**Work instructions**
Among the entries below, take the line with "let columns: Vec<String> = pg_row" and the line with "Type::FLOAT4 => pg_row", and output them and every line between them exactly, with nothing else.

**Given data**
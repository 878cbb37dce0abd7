//! # migcheck-core
//!
//! Core value types shared by the migcheck crates:
//!
//! - [`MigcheckError`] - the single error type threaded through every
//!   fallible API.
//! - [`warnings`] - severity levels and the canonical catalog of migration
//!   safety warnings.
//! - [`locks`] - the PostgreSQL lock-mode vocabulary and its severity
//!   classification.
//!
//! The types here are deliberately plain values: warnings compare
//! structurally so that checks can return catalog constants and downstream
//! aggregation can deduplicate by equality.

pub mod error;
pub mod locks;
pub mod warnings;

pub use error::MigcheckError;
pub use locks::{LockMode, LockRecord};
pub use warnings::{Level, Warning};
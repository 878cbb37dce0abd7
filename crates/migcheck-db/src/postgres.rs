//! PostgreSQL session over `tokio-postgres` and `deadpool-postgres`.

use migcheck_core::MigcheckError;
use tracing::debug;

use crate::config::DatabaseConfig;
use crate::connection::DatabaseConnection;
use crate::value::{Row, Value};

/// A PostgreSQL session.
///
/// Holds one client checked out of the pool for its whole lifetime instead
/// of checking out per statement. Lock introspection filters on
/// `pg_backend_pid()`, so every statement of a run has to go through the same
/// backend process.
pub struct PostgresConnection {
    client: deadpool_postgres::Object,
}

impl PostgresConnection {
    /// Checks a dedicated session out of the pool.
    pub async fn connect(config: &DatabaseConfig) -> Result<Self, MigcheckError> {
        let pool = config.create_pool()?;
        let client = pool
            .get()
            .await
            .map_err(|e| MigcheckError::Configuration(format!("Failed to get connection: {e}")))?;
        Ok(Self { client })
    }

    /// Wraps an already checked-out pool client.
    pub fn from_client(client: deadpool_postgres::Object) -> Self {
        Self { client }
    }

    fn to_pg_params(params: &[Value]) -> Vec<Box<dyn tokio_postgres::types::ToSql + Sync + Send>> {
        params
            .iter()
            .map(|v| -> Box<dyn tokio_postgres::types::ToSql + Sync + Send> {
                match v {
                    Value::Null => Box::new(Option::<String>::None),
                    Value::Bool(b) => Box::new(*b),
                    Value::Int(i) => Box::new(*i),
                    Value::Float(f) => Box::new(*f),
                    Value::Text(s) => Box::new(s.clone()),
                }
            })
            .collect()
    }

    fn convert_row(pg_row: &tokio_postgres::Row) -> Row {
        use tokio_postgres::types::Type;

        let columns: Vec<String> = pg_row
            .columns()
            .iter()
            .map(|c| c.name().to_string())
            .collect();

        let values: Vec<Value> = pg_row
            .columns()
            .iter()
            .enumerate()
            .map(|(i, col)| match *col.type_() {
                Type::BOOL => pg_row
                    .try_get::<_, Option<bool>>(i)
                    .ok()
                    .flatten()
                    .map_or(Value::Null, Value::Bool),
                Type::INT2 => pg_row
                    .try_get::<_, Option<i16>>(i)
                    .ok()
                    .flatten()
                    .map_or(Value::Null, |v| Value::Int(i64::from(v))),
                Type::INT4 => pg_row
                    .try_get::<_, Option<i32>>(i)
                    .ok()
                    .flatten()
                    .map_or(Value::Null, |v| Value::Int(i64::from(v))),
                Type::INT8 => pg_row
                    .try_get::<_, Option<i64>>(i)
                    .ok()
                    .flatten()
                    .map_or(Value::Null, Value::Int),
                Type::FLOAT4 => pg_row
                    .try_get::<_, Option<f32>>(i)
                    .ok()
                    .flatten()
                    .map_or(Value::Null, |v| Value::Float(f64::from(v))),
                Type::FLOAT8 => pg_row
                    .try_get::<_, Option<f64>>(i)
                    .ok()
                    .flatten()
                    .map_or(Value::Null, Value::Float),
                _ => pg_row
                    .try_get::<_, Option<String>>(i)
                    .ok()
                    .flatten()
                    .map_or(Value::Null, Value::Text),
            })
            .collect();

        Row::new(columns, values)
    }
}

#[async_trait::async_trait]
impl DatabaseConnection for PostgresConnection {
    fn vendor(&self) -> &str {
        "postgresql"
    }

    async fn execute(&self, sql: &str, params: &[Value]) -> Result<u64, MigcheckError> {
        debug!(sql, "executing statement");
        let boxed = Self::to_pg_params(params);
        let refs: Vec<&(dyn tokio_postgres::types::ToSql + Sync)> = boxed
            .iter()
            .map(|b| b.as_ref() as &(dyn tokio_postgres::types::ToSql + Sync))
            .collect();
        self.client
            .execute(sql, &refs)
            .await
            .map_err(|e| MigcheckError::Database(e.to_string()))
    }

    async fn query(&self, sql: &str, params: &[Value]) -> Result<Vec<Row>, MigcheckError> {
        debug!(sql, "running query");
        let boxed = Self::to_pg_params(params);
        let refs: Vec<&(dyn tokio_postgres::types::ToSql + Sync)> = boxed
            .iter()
            .map(|b| b.as_ref() as &(dyn tokio_postgres::types::ToSql + Sync))
            .collect();
        let rows = self
            .client
            .query(sql, &refs)
            .await
            .map_err(|e| MigcheckError::Database(e.to_string()))?;
        Ok(rows.iter().map(Self::convert_row).collect())
    }

    async fn begin(&self) -> Result<(), MigcheckError> {
        self.client
            .batch_execute("BEGIN")
            .await
            .map_err(|e| MigcheckError::Database(format!("BEGIN failed: {e}")))
    }

    async fn commit(&self) -> Result<(), MigcheckError> {
        self.client
            .batch_execute("COMMIT")
            .await
            .map_err(|e| MigcheckError::Database(format!("COMMIT failed: {e}")))
    }

    async fn rollback(&self) -> Result<(), MigcheckError> {
        self.client
            .batch_execute("ROLLBACK")
            .await
            .map_err(|e| MigcheckError::Database(format!("ROLLBACK failed: {e}")))
    }
}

**Output below**
        let columns: Vec<String> = pg_row
            .columns()
            .iter()
            .map(|c| c.name().to_string())
            .collect();

        let values: Vec<Value> = pg_row
            .columns()
            .iter()
            .enumerate()
            .map(|(i, col)| match *col.type_() {
                Type::BOOL => pg_row
                    .try_get::<_, Option<bool>>(i)
                    .ok()
                    .flatten()
                    .map_or(Value::Null, Value::Bool),
                Type::INT2 => pg_row
                    .try_get::<_, Option<i16>>(i)
                    .ok()
                    .flatten()
                    .map_or(Value::Null, |v| Value::Int(i64::from(v))),
                Type::INT4 => pg_row
                    .try_get::<_, Option<i32>>(i)
                    .ok()
                    .flatten()
                    .map_or(Value::Null, |v| Value::Int(i64::from(v))),
                Type::INT8 => pg_row
                    .try_get::<_, Option<i64>>(i)
                    .ok()
                    .flatten()
                    .map_or(Value::Null, Value::Int),
                Type::FLOAT4 => pg_row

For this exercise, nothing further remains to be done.